RICHMAND, Virginia (WRIC) – A busy program of the day was passed by the General Assembly before the critical time, but in a divided government some of these successes are likely to be short-lived.
Tuesday was the middle of the 2022 session. It was the last day that lawmakers passed bills from their chambers before they moved to the other side of the State Capitol for consideration.
Here are some bills that need to be closely monitored:
Gov. Yangkin’s tax reform program was passed Tuesday by the Republican-controlled House of Delegates, but many components have already been rejected in the Senate, where Democrats still have a majority.
Bills on food tax cuts have received bipartisan support in both chambers, but there are some key differences that need to be addressed. Like now House version would abolish the entire tax, including the one percent local component, while Senate proposal would abolish only the state part.
The push for a one-time tax return to Virginia residents has also received approval from both sides. The Offer home will give $ 300 to individuals and up to $ 600 for married individuals filing a joint tax return for 2021 taxable years.
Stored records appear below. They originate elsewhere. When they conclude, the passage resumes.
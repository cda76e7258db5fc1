use core::fmt;
use std::sync::Arc;
use std::time::Duration;

use base64::Engine;
use reqwest::{
    Client,
    header::{AUTHORIZATION, HeaderMap, HeaderValue},
};
use sha2::{Digest, Sha256};
use url::Url;

use crate::internal::transport::structs::TransportError;

/// 默认请求超时
pub const DEFAULT_TIMEOUT: Duration = Duration::from_secs(30);

/// 认证结构体
///
/// 该结构体定位
/// - 用于存储基础WebDav认证信息
/// - 为 [`WebdavTransport`](crate::transport::WebdavTransport) 提供预置了认证头的 http 客户端
///
/// 默认Eq时会匹配base_url和token，如果需要单独比较token，需使用eq_only_token方法
#[derive(Clone)]
pub struct WebdavAuth {
    pub client: Client,     // 内部是Arc，不需要特殊处理
    pub base_url: Arc<Url>, // 传输层会被多个任务共享，这里用Arc
    pub(crate) username: Arc<String>,
    pub(crate) encrypted_token: Arc<String>, // 对外导出时，不允许直接访问，哪怕它是被加密的
}

impl WebdavAuth {
    /// 创建新的认证结构体，使用默认超时
    pub fn new(
        username: &str,
        password: &str,
        base_url: &str,
    ) -> Result<Self, TransportError> {
        Self::with_timeout(username, password, base_url, DEFAULT_TIMEOUT)
    }

    /// 创建新的认证结构体，并指定单次请求超时
    pub fn with_timeout(
        username: &str,
        password: &str,
        base_url: &str,
        timeout: Duration,
    ) -> Result<Self, TransportError> {
        let http_client =
            _InternalHttpClient::_create(username, password, timeout)?;

        let base_url = _format_base_url(base_url)?;

        Ok(Self {
            client: http_client.client,
            base_url: Arc::new(base_url),
            username: Arc::new(username.to_string()),
            encrypted_token: Arc::new(http_client.encrypted_token),
        })
    }

    pub fn username(&self) -> &str {
        &self.username
    }

    /// 仅比较token是否相等
    pub fn eq_only_token(&self, other: &Self) -> bool {
        self.encrypted_token == other.encrypted_token
    }
}

/// 用于比较认证结构体是否相等
impl PartialEq for WebdavAuth {
    fn eq(&self, other: &Self) -> bool {
        self.encrypted_token == other.encrypted_token
            && self.base_url == other.base_url
    }
}

/// 防止debug泄漏账号
impl fmt::Debug for WebdavAuth {
    fn fmt(&self, f: &mut fmt::Formatter<'_>) -> fmt::Result {
        f.debug_struct("WebdavAuth")
            .field("base_url", &self.base_url.as_str())
            .field("client", &"<Client with hidden authorization>")
            .finish()
    }
}

fn _format_base_url(url: &str) -> Result<Url, TransportError> {
    if url.is_empty() {
        return Err(TransportError::InvalidPath("路径为空".to_string()));
    }

    let mut base_url = Url::parse(url)
        .map_err(|e| TransportError::InvalidPath(e.to_string()))?;

    if !base_url.path().ends_with('/') {
        let new_path = format!("{}/", base_url.path());
        base_url.set_path(&new_path);
    }

    Ok(base_url)
}

/// 内部临时使用的http客户端结构体，在初始化WebdavAuth时使用
struct _InternalHttpClient {
    client: Client,
    encrypted_token: String,
}

impl _InternalHttpClient {
    fn _encrypt_str(data: &str) -> String {
        let mut hasher = Sha256::new();
        hasher.update(data.as_bytes());
        format!("{:x}", hasher.finalize())
    }

    /// 创建http客户端，内部使用
    fn _create(
        username: &str,
        password: &str,
        timeout: Duration,
    ) -> Result<Self, TransportError> {
        let mut headers = HeaderMap::new();

        let token = base64::engine::general_purpose::STANDARD
            .encode(format!("{username}:{password}"));

        let mut auth_value = HeaderValue::from_str(&format!("Basic {}", token))
            .map_err(|e| TransportError::Auth(e.to_string()))?;
        auth_value.set_sensitive(true);

        headers.insert(AUTHORIZATION, auth_value);

        let http_client = Client::builder()
            .http1_only()
            // 重定向由调用方处理，避免 PROPFIND 被改写成 GET
            .redirect(reqwest::redirect::Policy::none())
            .timeout(timeout)
            .default_headers(headers)
            .build()?;

        let encrypted_token = Self::_encrypt_str(&token);

        Ok(Self { client: http_client, encrypted_token })
    }
}
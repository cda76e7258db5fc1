use reqwest::Method;

use crate::internal::transport::structs::TransportError;

/// 标准 HTTP 之外的 WebDAV 方法
#[derive(Debug, Clone, Copy, PartialEq, Eq)]
pub enum WebDavMethod {
    PROPFIND,
    MKCOL,
    COPY,
    MOVE,
}

impl WebDavMethod {
    pub fn as_str(&self) -> &'static str {
        match self {
            WebDavMethod::PROPFIND => "PROPFIND",
            WebDavMethod::MKCOL => "MKCOL",
            WebDavMethod::COPY => "COPY",
            WebDavMethod::MOVE => "MOVE",
        }
    }

    pub fn to_head_method(&self) -> Result<Method, TransportError> {
        Method::from_bytes(self.as_str().as_bytes())
            .map_err(|e| TransportError::InvalidPath(e.to_string()))
    }
}

pub enum Depth {
    /// 仅返回当前资源
    Zero,
    /// 返回当前资源及直接子资源
    One,
}

impl Depth {
    pub fn as_str(&self) -> &'static str {
        match self {
            Depth::Zero => "0",
            Depth::One => "1",
        }
    }
}
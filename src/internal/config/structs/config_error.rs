use std::path::PathBuf;

use thiserror::Error;

#[derive(Debug, Error)]
pub enum ConfigError {
    #[error("配置文件 {} 不存在，可先执行 init-config 生成", .0.display())]
    MissingFile(PathBuf),

    #[error("无法确定系统配置目录")]
    NoConfigDir,

    #[error("配置读取失败: {0}")]
    Load(#[from] config::ConfigError),

    #[error("配置项无效: {0}")]
    Invalid(String),

    #[error("写入配置文件 {} 失败: {source}", .path.display())]
    Io {
        path: PathBuf,
        #[source]
        source: std::io::Error,
    },
}
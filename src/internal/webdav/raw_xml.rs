pub mod impl_multi_status;
pub mod raw_file;
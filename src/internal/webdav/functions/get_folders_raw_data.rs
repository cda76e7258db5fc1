use quick_xml::de::from_str;
use reqwest::StatusCode;
use reqwest::header::{ACCEPT, CONTENT_TYPE, HeaderMap, HeaderValue};
use url::Url;

use crate::auth::structs::webdav_auth::WebdavAuth;
use crate::internal::transport::structs::TransportError;
use crate::internal::webdav::enums::{Depth, WebDavMethod};
use crate::webdav::structs::MultiStatus;

/// 内部使用的PROPFIND请求体
const _PROPFIND_BODY: &str = r#"<?xml version="1.0" encoding="utf-8" ?>
<D:propfind xmlns:D="DAV:">
  <D:prop>
    <D:resourcetype/>
    <D:getcontentlength/>
    <D:getlastmodified/>
    <D:getcontenttype/>
    <D:getetag/>
    <D:displayname/>
  </D:prop>
</D:propfind>"#;

/// 获取原始webdav文件夹数据
///
/// 非 2xx / 207 的响应统一返回 [`TransportError::Status`]，由调用方按状态码细分。
pub async fn get_folders_raw_data(
    webdav_auth: &WebdavAuth,
    absolute_url: &Url,
    depth: &Depth,
) -> Result<MultiStatus, TransportError> {
    // 组装请求头
    let mut headers = HeaderMap::new();
    headers
        .insert(CONTENT_TYPE, HeaderValue::from_static("application/xml"));
    headers.insert("Depth", HeaderValue::from_static(depth.as_str()));
    headers.insert(ACCEPT, HeaderValue::from_static("application/xml"));

    let method = WebDavMethod::PROPFIND.to_head_method()?;

    let res = webdav_auth
        .client
        .request(method, absolute_url.clone())
        .headers(headers)
        .body(_PROPFIND_BODY)
        .send()
        .await?;

    let status = res.status();

    let xml_text = res.text().await?;

    if !status.is_success() && status != StatusCode::MULTI_STATUS {
        return Err(TransportError::Status {
            status: status.as_u16(),
            message: xml_text,
        });
    }

    from_str::<MultiStatus>(&xml_text)
        .map_err(|e| TransportError::Xml(e.to_string()))
}
pub mod format_url_path;
pub mod get_folders_raw_data;
pub mod send_webdav_request;
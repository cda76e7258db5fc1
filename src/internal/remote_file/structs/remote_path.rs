use core::fmt;

/// 远程路径：以 `/` 分隔、以 `/` 开头的规范化字符串
///
/// 构造时即完成规范化：
/// - 合并重复的 `/`，去掉尾部 `/`（根目录除外）
/// - 去掉 `.`，`..` 回退一级（不会越过根目录）
///
/// 因此两个指向同一资源的路径，直接比较即可。
#[derive(Debug, Clone, PartialEq, Eq, Hash, PartialOrd, Ord)]
pub struct RemotePath(String);

impl RemotePath {
    /// 根目录 `/`
    pub fn root() -> Self {
        Self("/".to_string())
    }

    /// 从任意字符串创建并规范化
    pub fn new(raw: &str) -> Self {
        let mut segments: Vec<&str> = Vec::new();

        for segment in raw.split('/') {
            match segment {
                "" | "." => {}
                ".." => {
                    segments.pop();
                }
                s => segments.push(s),
            }
        }

        Self(format!("/{}", segments.join("/")))
    }

    pub fn as_str(&self) -> &str {
        &self.0
    }

    pub fn is_root(&self) -> bool {
        self.0 == "/"
    }

    /// 拼接子路径，`child` 可以包含多级（如 `a/b/c.txt`），结果重新规范化
    pub fn join(&self, child: &str) -> Self {
        Self::new(&format!("{}/{}", self.0, child))
    }

    /// 父目录；根目录没有父目录
    pub fn parent(&self) -> Option<Self> {
        if self.is_root() {
            return None;
        }

        match self.0.rfind('/') {
            Some(0) | None => Some(Self::root()),
            Some(idx) => Some(Self(self.0[..idx].to_string())),
        }
    }

    /// 最后一级名称；根目录返回空字符串
    pub fn name(&self) -> &str {
        self.0.rsplit('/').next().unwrap_or("")
    }

    /// 各级名称（不含根）
    pub fn segments(&self) -> impl Iterator<Item = &str> {
        self.0.split('/').filter(|s| !s.is_empty())
    }

    /// 目录层级，根目录为 0
    pub fn depth(&self) -> usize {
        self.segments().count()
    }

    /// 是否位于 `ancestor` 之下（含自身）
    pub fn starts_with(&self, ancestor: &RemotePath) -> bool {
        ancestor.is_root()
            || self.0 == ancestor.0
            || self.0.starts_with(&format!("{}/", ancestor.0))
    }
}

impl Default for RemotePath {
    fn default() -> Self {
        Self::root()
    }
}

impl fmt::Display for RemotePath {
    fn fmt(&self, f: &mut fmt::Formatter<'_>) -> fmt::Result {
        f.write_str(&self.0)
    }
}

impl AsRef<str> for RemotePath {
    fn as_ref(&self) -> &str {
        &self.0
    }
}

impl From<&str> for RemotePath {
    fn from(raw: &str) -> Self {
        Self::new(raw)
    }
}

impl From<String> for RemotePath {
    fn from(raw: String) -> Self {
        Self::new(&raw)
    }
}

/// 解析列表接口返回的一项：返回（名称，是否目录）
///
/// 列表中的目录以 `/` 结尾；个别服务端会返回多级路径，这里只取最后一级。
pub fn parse_listing_entry(entry: &str) -> (&str, bool) {
    let is_dir = entry.ends_with('/');
    let trimmed = entry.trim_end_matches('/');
    let name = trimmed.rsplit('/').next().unwrap_or(trimmed);

    (name, is_dir)
}

/// 名称能否作为子项拼接：空名、`.`、`..` 都会指向当前目录之外的位置
pub fn is_child_name(name: &str) -> bool {
    !name.is_empty() && name != "." && name != ".."
}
The Senate abstained on setting the amount until later in the budget process.
Legislation that would provide tax breaks on part of military aid almost received unanimous support in both chambers.
On the other hand, accounts suspension of gas tax increases, requires a voter referendum for some local property tax increases and doubling the standard deduction for the state income tax has already been killed in the Senate. A similar fate awaits them when they return from the House.
As for education, the bills seem to have an understanding inform parents about educational materials of a sexual nature and restore reporting requirements for some crimes committed at school. Both bills passed from the Senate with some support from the two parties.
The Senate rejected these bills aims to create new ways to approve statutory schools but a compromise on expanding “innovation lab schools” receives approval from both sides of the aisle. However, Democrats warned not to entertain a version of the laboratory school bill that was passed in the House of Delegates on Tuesday because it gives private business too much influence and doesn’t do enough to protect public school funding. Without a deal this push can also be short.
Republicans in the House of Representatives will also face a tough battle trying to push the scores outlaw training or training of “separating concepts” in schools as well legislation that sets stricter requirements for the hiring of school resources.
Governor Yangkin on Tuesday, amendments were made to the bill allows parents to waive school mask responsibilities. From March 1, 2022, local residents will have to abide by the law until the House of Delegates adopts the amendments, as expected, by now.
Sale of marijuana
Tuesday Senate passed the bill this will allow sales of recreational marijuana to begin on September 15, 2022, but only through certain medical cannabis suppliers and cannabis processors. Later, the market will expand to other businesses that may open in 2024 after the creation of a new government agency. Only those aged 21 and over could legally purchase these products.
This comes after the General Assembly legalized limited adult ownership and home cultivation in 2021.
Republicans in the House of Representatives have not passed their own version of the law that allows retail sales, but they have promised to make significant changes if the Senate bill crosses. If lawmakers fail to reach a consensus, efforts could fail and delay sales indefinitely.
Another bill aims to stop the spread of Delta-8, Cannabis compounds are increasingly found in stores, changing the definition of marijuana. It also prohibits the production and sale of marijuana in human, animal, vehicle or fruit form so as not to attract children.
The most controversial abortion bill of the 2022 session died after that Republicans in the House of Representatives have decided not to act on it. This would prohibit most abortions after 20 weeks of pregnancy, if some claim that the fetus may feel pain.
However, on Tuesday the Chamber adopted two other proposals. This will require written informed consent and “a complete, reasonable, and understandable medical explanation of the nature, benefits, risks, and alternatives of the proposed procedures”.
Another bill provides for punishment for serious crimes for health professionals who do not take life-saving measures in the rare event that a child is born alive while attempting an abortion.
Both bills will have difficulty with commissioning and passing to the Senate, where at least one Democrat advocating for life can support them.
The House passed bills the Marcus Alert alert system for mental health emergencies is optional for settlements and environments new requirements for civilian oversight bodies. Republicans want it too lift the recent ban on uninterrupted warrants and a law prohibiting police from receiving certain military equipment.
On the Senate side, lawmakers voted to expand the oversight of Virginia Police Department, enabling them to use facial recognition databases to identify all those involved in “a specific criminal incident or a specific welfare situation”.